LEVC VN5 debuts – EV black cab becomes a delivery van; up to 484 km of range; 5,500 litres of cargo space – paultan.org
The London Electric Vehicle Company (LEVC) has launched the new VN5, an electric light commercial van that joins TX taxi (previously known as the TX5) and shuttle in the company’s line-up of vehicle offerings. The company, which was previously referred to as The London Taxi Corporation, is a wholly owned subsidiary of Zhejiang Geely Holding that also manages Proton, Volvo, Lotus and others.
The VN5 is based on the TX, but rebodied to perform blue-collar work. Changes include replacing the rear suicide doors with large sliding doors to allow for easy side-loading of pallets, while the rear doors open in a 60:40 split for quick loading and unloading of cargo.
According to LEVC, the VN5 has a cargo capacity of 5.5 cubic metres (5,500 litres), which is enough to swallow two Euro-sized pallets or a gross payload of 830 kg. The van also has a class-leading turning circle of just 10.1 metres, making it ideal for navigating within tight urban spaces, which is where most delivery runs take place. Depending on the needs of the business, the spacious cargo area can be configured to fit a variety of roles, from a delivery van to a service vehicle.

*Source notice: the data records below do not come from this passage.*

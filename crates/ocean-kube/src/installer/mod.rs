//! Chart installer boundary
//!
//! Installers take a finished values document and drive install, upgrade
//! and uninstall of a chart release. Which installer runs is looked up by
//! name in an `InstallerRegistry` built once at startup.

mod helm;
mod log;
mod recording;
mod registry;

pub use helm::HelmInstaller;
pub use log::{InstallLog, TracingLog, VerboseLog};
pub use recording::{InstallerCall, RecordingInstaller};
pub use registry::{InstallerFactory, InstallerRegistry};

use async_trait::async_trait;
use serde::{Deserialize, Serialize};
use std::time::Duration;

use crate::error::{ResolveError, Result};

/// Chart coordinates
#[derive(Debug, Clone, PartialEq, Eq, Serialize, Deserialize)]
pub struct ChartSpec {
    pub name: String,

    pub repository: String,

    /// Empty means the latest published version
    #[serde(default)]
    pub version: String,
}

impl ChartSpec {
    pub fn new(
        name: impl Into<String>,
        repository: impl Into<String>,
        version: impl Into<String>,
    ) -> Self {
        Self {
            name: name.into(),
            repository: repository.into(),
            version: version.into(),
        }
    }
}

/// Immutable description of one release to manage
#[derive(Debug, Clone, PartialEq, Eq)]
pub struct InstallerConfig {
    release: String,
    namespace: String,
    chart: ChartSpec,
    timeout: Option<Duration>,
    dry_run: bool,
}

impl InstallerConfig {
    /// Validate and build a config
    pub fn new(
        release: impl Into<String>,
        namespace: impl Into<String>,
        chart: ChartSpec,
        timeout: Option<Duration>,
        dry_run: bool,
    ) -> Result<Self> {
        let config = Self {
            release: release.into(),
            namespace: namespace.into(),
            chart,
            timeout,
            dry_run,
        };

        let missing = [
            ("release name", config.release.is_empty()),
            ("namespace", config.namespace.is_empty()),
            ("chart name", config.chart.name.is_empty()),
            ("chart repository", config.chart.repository.is_empty()),
        ];
        if let Some((field, _)) = missing.iter().find(|(_, empty)| *empty) {
            return Err(ResolveError::InvalidConfig(format!("{} must not be empty", field)));
        }
        if config.timeout.is_some_and(|t| t.is_zero()) {
            return Err(ResolveError::InvalidConfig(
                "timeout must be greater than zero".to_string(),
            ));
        }

        Ok(config)
    }

    pub fn release(&self) -> &str {
        &self.release
    }

    pub fn namespace(&self) -> &str {
        &self.namespace
    }

    pub fn chart(&self) -> &ChartSpec {
        &self.chart
    }

    pub fn timeout(&self) -> Option<Duration> {
        self.timeout
    }

    pub fn dry_run(&self) -> bool {
        self.dry_run
    }
}

/// Installs, upgrades and removes a chart release
#[async_trait]
pub trait ChartInstaller: Send + Sync {
    /// Installer name, used in errors and logs
    fn name(&self) -> &str;

    /// Install the release, or upgrade it if it already exists
    async fn install(&self, values: &str) -> Result<()>;

    /// Upgrade an existing release
    async fn upgrade(&self, values: &str) -> Result<()>;

    /// Remove the release
    async fn uninstall(&self) -> Result<()>;
}

#[cfg(test)]
mod tests {
    use super::*;
    use crate::error::ErrorKind;

    fn chart() -> ChartSpec {
        ChartSpec::new("ocean-operator", "https://charts.spot.io", "")
    }

    #[test]
    fn test_config_accessors() {
        let config = InstallerConfig::new(
            "ocean",
            "spot-system",
            chart(),
            Some(Duration::from_secs(300)),
            true,
        )
        .unwrap();

        assert_eq!(config.release(), "ocean");
        assert_eq!(config.namespace(), "spot-system");
        assert_eq!(config.chart().name, "ocean-operator");
        assert_eq!(config.timeout(), Some(Duration::from_secs(300)));
        assert!(config.dry_run());
    }

    #[test]
    fn test_config_rejects_missing_fields() {
        let err = InstallerConfig::new("", "spot-system", chart(), None, false).unwrap_err();
        assert_eq!(err.kind(), ErrorKind::InvalidConfig);
        assert_eq!(err.to_string(), "invalid configuration: release name must not be empty");

        let no_repo = ChartSpec::new("ocean-operator", "", "");
        assert!(InstallerConfig::new("ocean", "spot-system", no_repo, None, false).is_err());
    }

    #[test]
    fn test_config_rejects_zero_timeout() {
        assert!(
            InstallerConfig::new("ocean", "spot-system", chart(), Some(Duration::ZERO), false)
                .is_err()
        );
    }
}
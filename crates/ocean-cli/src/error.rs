//! CLI error types with exit code handling
//!
//! This module provides a unified error type for CLI operations that
//! maps errors to appropriate exit codes.

use miette::Diagnostic;
use ocean_kube::env::{ENV_ACCOUNT, ENV_CLUSTER_IDENTIFIER, ENV_TOKEN};
use ocean_core::{Credentials, Resolvable};
use ocean_kube::{ErrorKind, ResolveError};
use thiserror::Error;

use crate::exit_codes;

/// CLI-specific error type that includes exit code information
#[derive(Error, Debug, Diagnostic, Clone)]
pub enum CliError {
    /// Cluster config or credentials could not be resolved
    #[error("Resolution failed: {message}")]
    #[diagnostic(code(ocean::cli::resolve))]
    Resolve {
        message: String,
        #[help]
        help: Option<String>,
    },

    /// Override document could not be decoded or rendered
    #[error("Values error: {message}")]
    #[diagnostic(code(ocean::cli::values))]
    Values { message: String },

    /// Chart installer failure
    #[error("{message}")]
    #[diagnostic(code(ocean::cli::installer))]
    Installer { message: String },

    /// Invalid settings or arguments
    #[error("{message}")]
    #[diagnostic(code(ocean::cli::config))]
    Config {
        message: String,
        #[help]
        help: Option<String>,
    },

    /// IO error (file not found, permissions, etc.)
    #[error("IO error: {message}")]
    #[diagnostic(code(ocean::cli::io))]
    Io { message: String },
}

impl CliError {
    /// Get the exit code for this error
    pub fn exit_code(&self) -> i32 {
        match self {
            CliError::Resolve { .. } => exit_codes::RESOLVE_ERROR,
            CliError::Values { .. } => exit_codes::VALUES_ERROR,
            CliError::Installer { .. } => exit_codes::INSTALLER_ERROR,
            CliError::Config { .. } => exit_codes::CONFIG_ERROR,
            CliError::Io { .. } => exit_codes::IO_ERROR,
        }
    }

    /// Create a values error
    pub fn values(message: impl Into<String>) -> Self {
        Self::Values {
            message: message.into(),
        }
    }

    /// Create a configuration error with help text
    pub fn config_with_help(message: impl Into<String>, help: impl Into<String>) -> Self {
        Self::Config {
            message: message.into(),
            help: Some(help.into()),
        }
    }
}

fn resolve_help(err: &ResolveError) -> String {
    let credentials = match err {
        ResolveError::ObjectStore { kind, .. } => *kind == "Secret",
        other => other.domain() == Some(Credentials::KIND),
    };
    if credentials {
        format!(
            "Set {} and {}, or check the controller Secret in the cluster",
            ENV_TOKEN, ENV_ACCOUNT
        )
    } else {
        format!(
            "Set {}, or check the controller ConfigMap in the cluster",
            ENV_CLUSTER_IDENTIFIER
        )
    }
}

impl From<ResolveError> for CliError {
    fn from(err: ResolveError) -> Self {
        let message = err.to_string();
        match err.kind() {
            ErrorKind::NotFound
            | ErrorKind::NoValidSource
            | ErrorKind::Chain
            | ErrorKind::ObjectStore
            | ErrorKind::Source => CliError::Resolve {
                help: Some(resolve_help(&err)),
                message,
            },
            ErrorKind::Incomplete => CliError::Resolve {
                message,
                help: Some(format!(
                    "Pass the missing values with --set or -f, or set {}, {} and {}",
                    ENV_CLUSTER_IDENTIFIER, ENV_TOKEN, ENV_ACCOUNT
                )),
            },
            ErrorKind::Decode | ErrorKind::Serialize => CliError::Values { message },
            ErrorKind::Installer => CliError::Installer { message },
            ErrorKind::InvalidConfig => CliError::Config {
                message,
                help: None,
            },
            ErrorKind::Io => CliError::Io { message },
        }
    }
}

impl From<ocean_core::CoreError> for CliError {
    fn from(err: ocean_core::CoreError) -> Self {
        match err {
            ocean_core::CoreError::Io(io) => io.into(),
            ocean_core::CoreError::Values { message } => CliError::values(message),
            other => CliError::values(other.to_string()),
        }
    }
}

impl From<std::io::Error> for CliError {
    fn from(err: std::io::Error) -> Self {
        CliError::Io {
            message: err.to_string(),
        }
    }
}

/// Result type for CLI operations
pub type Result<T> = std::result::Result<T, CliError>;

Styling-wise, the VN5 looks pretty much identical to the TX, with the same roundish front-end, dashboard layout and placement of the charging ports on either side of the grille. The VN5 also uses the same powertrain as the taxi, which consists of a rear electric motor (150 PS), a 31-kWh lithium-ion battery and a 1.5 litre turbocharged three-cylinder engine.
The front-mounted engine is not linked to the wheels in any way, and only serves as a range extender when the battery is depleted. According to the company, the VN5 offers an electric range of up to 93 km, or 484 km with the eCity range extender and 36-litre fuel tank in play.
To recharge the battery, the vehicle supports AC charging of up to 11 kW via a Type 2/CCS charging port as well as DC charging of up to 50 kW using a CHAdeMO connection. Both come standard on Business and City variants of the VN5, but the Ultima version is enhanced by support for AC fast charging of up to 22 kW.
Detailed charging times weren’t provided, but the company says with a 50-kW charging station, a zero to 100% state of charge can be achieved in just 30 minutes to minimise downtime. It adds that based on a real-world delivery scenario from a warehouse near Heathrow Airport to four central London destinations, a fully charged and fuelled VN5 can complete a full day’s work and make the 76-km return trip six times, before requiring a recharge or refuel.
There’s also cost benefits too, as a full charge is said to cost two British pounds (RM10.79) on a low-cost electric vehicle tariff, plus the VN5 is exempt from the ULEZ charge in London that costs 12.50 British pounds (RM67.45) daily. With national incentive schemes, the VN5 also qualifies for the United Kingdom OLEV plug-in grant, so operators will enjoy a 20% discount off the purchase price, up to a maximum of 8,000 British pounds (RM43,169).
The company is also confident of the VN5’s durability, as it comes with SMC panel that are resistant to dents and minor impacts. The vehicle also comes with a five-year/241,402-km factory warranty, while the battery is covered for up to eight years/241,402 km. Customers can also choose to extend both warranties to six years/321,869 km for the vehicle and eight years/321,869 km for the battery.
Pricing for the VN5 starts from 46,500 British pounds (RM250,686) for the Business variant, 48,000 British pounds (RM258,773) for the City and 52,000 British pounds (RM280,232) for the Ultima. Standard equipment on the Business includes dual-zone climate control, a nine-inch touchscreen head unit, keyless entry, DAB digital radio, automatic LED headlamps, three drive modes (Pure EV, Smart and Save) as well as an electronic parking brake.
The safety equipment for the base variant is also rather impressive for a commercial van, as it includes front airbags, a tyre pressure monitoring system, ESC, ABS, autonomous emergency braking and forward collision warning.
The City adds on a heated windscreen, front and rear parking sensors, road sign information, an intelligent speed limiter, lane departure warning and curtain airbags. The Ultima takes things a step further with powered and heated front seats, satellite navigation, a rearview camera and the aforementioned 22-kW onboard AC charger.